How We Connect: the Biology of Friendship
Description
We all need friends. Deeper and more numerous friendships promote health, well-being, survival, and even financial success. By the same token, social exclusion and the loss of social partners result in feelings similar to physical pain. Impairments in the ability or motivation to connect with others profoundly impact the lives of individuals with disorders like autism and shizophrenia. Yet despite its importance, the formalized scientific study of friendship is relatively new, perhaps due to the perceived difficulty of studying social behavior in the laboratory using the techniques of modern neuroscience.

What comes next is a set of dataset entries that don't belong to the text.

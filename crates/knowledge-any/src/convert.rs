// SPDX-License-Identifier: Apache-2.0 OR MIT
// Copyright (c) 2025-2026 naskel.com

//! Coercion matrix between scalar kinds.
//!
//! | from \ to | integer            | float        | char          | string    |
//! |-----------|--------------------|--------------|---------------|-----------|
//! | integer   | wrap to width      | nearest      | code point    | decimal   |
//! | float     | trunc, saturate    | round to width | code point  | shortest  |
//! | char      | code point         | code point   | identity      | 1 char    |
//! | string    | parse              | parse        | exactly 1 char| identity  |
//!
//! Containers and objects have no scalar form. NaN never becomes an integer.

use crate::error::{AccessError, AnyError, Result};
use crate::kind::{IntWidth, Kind};
use crate::value::{format_float, Mapping, Sequence, Value};

/// Signed 64-bit view of a scalar.
pub fn to_integer(value: &Value) -> Result<i64> {
    match value {
        Value::Int(v, _) => Ok(*v),
        Value::UInt(v, _) => Ok(*v as i64),
        Value::Float(f, _) => float_to_signed(*f, IntWidth::W64),
        Value::Char(c) => Ok(i64::from(u32::from(*c))),
        Value::String(s) => s.parse::<i64>().map_err(|_| parse_error(s, "int64")),
        other => Err(no_scalar(other)),
    }
}

/// Unsigned 64-bit view of a scalar.
pub fn to_unsigned(value: &Value) -> Result<u64> {
    match value {
        Value::Int(v, _) => Ok(*v as u64),
        Value::UInt(v, _) => Ok(*v),
        Value::Float(f, _) => float_to_unsigned(*f, IntWidth::W64),
        Value::Char(c) => Ok(u64::from(u32::from(*c))),
        Value::String(s) => s.parse::<u64>().map_err(|_| parse_error(s, "uint64")),
        other => Err(no_scalar(other)),
    }
}

/// Floating point view of a scalar.
pub fn to_double(value: &Value) -> Result<f64> {
    match value {
        Value::Int(v, _) => Ok(*v as f64),
        Value::UInt(v, _) => Ok(*v as f64),
        Value::Float(f, _) => Ok(*f),
        Value::Char(c) => Ok(f64::from(u32::from(*c))),
        Value::String(s) => s.parse::<f64>().map_err(|_| parse_error(s, "float64")),
        other => Err(no_scalar(other)),
    }
}

/// Canonical text of a scalar.
pub fn to_text(value: &Value) -> Result<String> {
    match value {
        Value::Int(v, _) => Ok(v.to_string()),
        Value::UInt(v, _) => Ok(v.to_string()),
        Value::Float(f, w) => Ok(format_float(*f, *w)),
        Value::Char(c) => Ok(c.to_string()),
        Value::String(s) => Ok(s.clone()),
        other => Err(no_scalar(other)),
    }
}

/// Character view of a scalar.
pub fn to_char(value: &Value) -> Result<char> {
    let code = match value {
        Value::Char(c) => return Ok(*c),
        Value::String(s) => {
            let mut chars = s.chars();
            return match (chars.next(), chars.next()) {
                (Some(c), None) => Ok(c),
                _ => Err(parse_error(s, "char")),
            };
        }
        Value::Int(v, _) => u32::try_from(*v).ok(),
        Value::UInt(v, _) => u32::try_from(*v).ok(),
        Value::Float(f, _) if f.is_finite() && *f >= 0.0 && *f <= f64::from(u32::MAX) => {
            Some(*f as u32)
        }
        Value::Float(..) => None,
        other => return Err(no_scalar(other)),
    };
    code.and_then(char::from_u32).ok_or_else(|| {
        AccessError::NotRepresentable {
            value: value.to_string(),
            target: "char".to_string(),
        }
        .into()
    })
}

/// Convert `value` into `target`.
///
/// Containers convert into containers of the same shape, re-coercing each
/// non-empty element when `target` names an element kind.
pub fn coerce(value: Value, target: &Kind) -> Result<Value> {
    match target {
        Kind::Int(w) => {
            let v = match &value {
                Value::Float(f, _) => float_to_signed(*f, *w)?,
                other => w.wrap_signed(to_integer(other)?),
            };
            Ok(Value::Int(v, *w))
        }
        Kind::UInt(w) => {
            let v = match &value {
                Value::Float(f, _) => float_to_unsigned(*f, *w)?,
                other => w.wrap_unsigned(to_unsigned(other)?),
            };
            Ok(Value::UInt(v, *w))
        }
        Kind::Float(w) => Ok(Value::Float(w.round(to_double(&value)?), *w)),
        Kind::Char => Ok(Value::Char(to_char(&value)?)),
        Kind::String => match value {
            Value::String(s) => Ok(Value::String(s)),
            other => Ok(Value::String(to_text(&other)?)),
        },
        Kind::Sequence(element) => match value {
            Value::Sequence(seq) => match element.as_deref() {
                None => Ok(Value::Sequence(seq)),
                Some(k) => {
                    let items = seq
                        .into_items()
                        .into_iter()
                        .map(|item| coerce_element(item, k))
                        .collect::<Result<Vec<_>>>()?;
                    Ok(Value::Sequence(Sequence::from_items(Some(k.clone()), items)))
                }
            },
            other => Err(mismatch(target, &other)),
        },
        Kind::Map(element) => match value {
            Value::Map(map) => match element.as_deref() {
                None => Ok(Value::Map(map)),
                Some(k) => {
                    let entries = map
                        .into_entries()
                        .into_iter()
                        .map(|(key, item)| coerce_element(item, k).map(|v| (key, v)))
                        .collect::<Result<_>>()?;
                    Ok(Value::Map(Mapping::from_entries(Some(k.clone()), entries)))
                }
            },
            other => Err(mismatch(target, &other)),
        },
        Kind::Object(id) => match value {
            Value::Object(obj) if obj.adapter() == *id => Ok(Value::Object(obj)),
            Value::Object(obj) => Err(AccessError::AdapterMismatch {
                expected: *id,
                found: obj.adapter(),
            }
            .into()),
            other => Err(mismatch(target, &other)),
        },
    }
}

/// Value to store when `incoming` is assigned over `current`.
///
/// Empty and untyped containers take `incoming` as-is; every other kind is
/// fixed and `incoming` is coerced into it.
pub fn assign_rule(current: &Value, incoming: Value) -> Result<Value> {
    match current {
        Value::Empty => Ok(incoming),
        Value::Sequence(s) if s.element().is_none() => Ok(incoming),
        Value::Map(m) if m.element().is_none() => Ok(incoming),
        _ => match current.kind() {
            Some(kind) => coerce(incoming, &kind),
            None => Ok(incoming),
        },
    }
}

fn coerce_element(item: Value, kind: &Kind) -> Result<Value> {
    if item.is_empty() {
        Ok(item)
    } else {
        coerce(item, kind)
    }
}

fn float_to_signed(f: f64, width: IntWidth) -> Result<i64> {
    if f.is_nan() {
        return Err(nan_error(width, "int"));
    }
    Ok(width.saturate_signed(f))
}

fn float_to_unsigned(f: f64, width: IntWidth) -> Result<u64> {
    if f.is_nan() {
        return Err(nan_error(width, "uint"));
    }
    Ok(width.saturate_unsigned(f))
}

fn no_scalar(value: &Value) -> AnyError {
    if value.is_empty() {
        AccessError::Empty.into()
    } else {
        AccessError::NotScalar {
            kind: value.kind_name(),
        }
        .into()
    }
}

fn parse_error(input: &str, target: &str) -> AnyError {
    AccessError::Parse {
        input: input.to_string(),
        target: target.to_string(),
    }
    .into()
}

fn nan_error(width: IntWidth, prefix: &str) -> AnyError {
    AccessError::NotRepresentable {
        value: "NaN".to_string(),
        target: format!("{}{}", prefix, width.bits()),
    }
    .into()
}

fn mismatch(target: &Kind, found: &Value) -> AnyError {
    if found.is_empty() {
        return AccessError::Empty.into();
    }
    AccessError::KindMismatch {
        expected: target.to_string(),
        found: found.kind_name(),
    }
    .into()
}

In my talk, I will discuss our work aimed at defining the biological mechanisms that mediate our ability and desire to connect. We directly compare biology and behavior in humans and rhesus macaques, using a complementary suite of brain imaging, eye-tracking, single-unit recording, pharmacological, and genetic techniques, in both the laboratory and the field. Our work has identified specialized circuitry that motivates attention to others, responds to cues to their intentions, and promotes prosocial decisions. The neuromodulators oxytocin and serotonin tune the gain of these circuits to regulate social interactions. In the field, we find that variation in social behavior and cognition has fitness consequences and emerges, in part, from genes that regulate neuromodulatory function. Together, our findings suggest deep homologies in the biological origins of complex social function in human and nonhuman primates.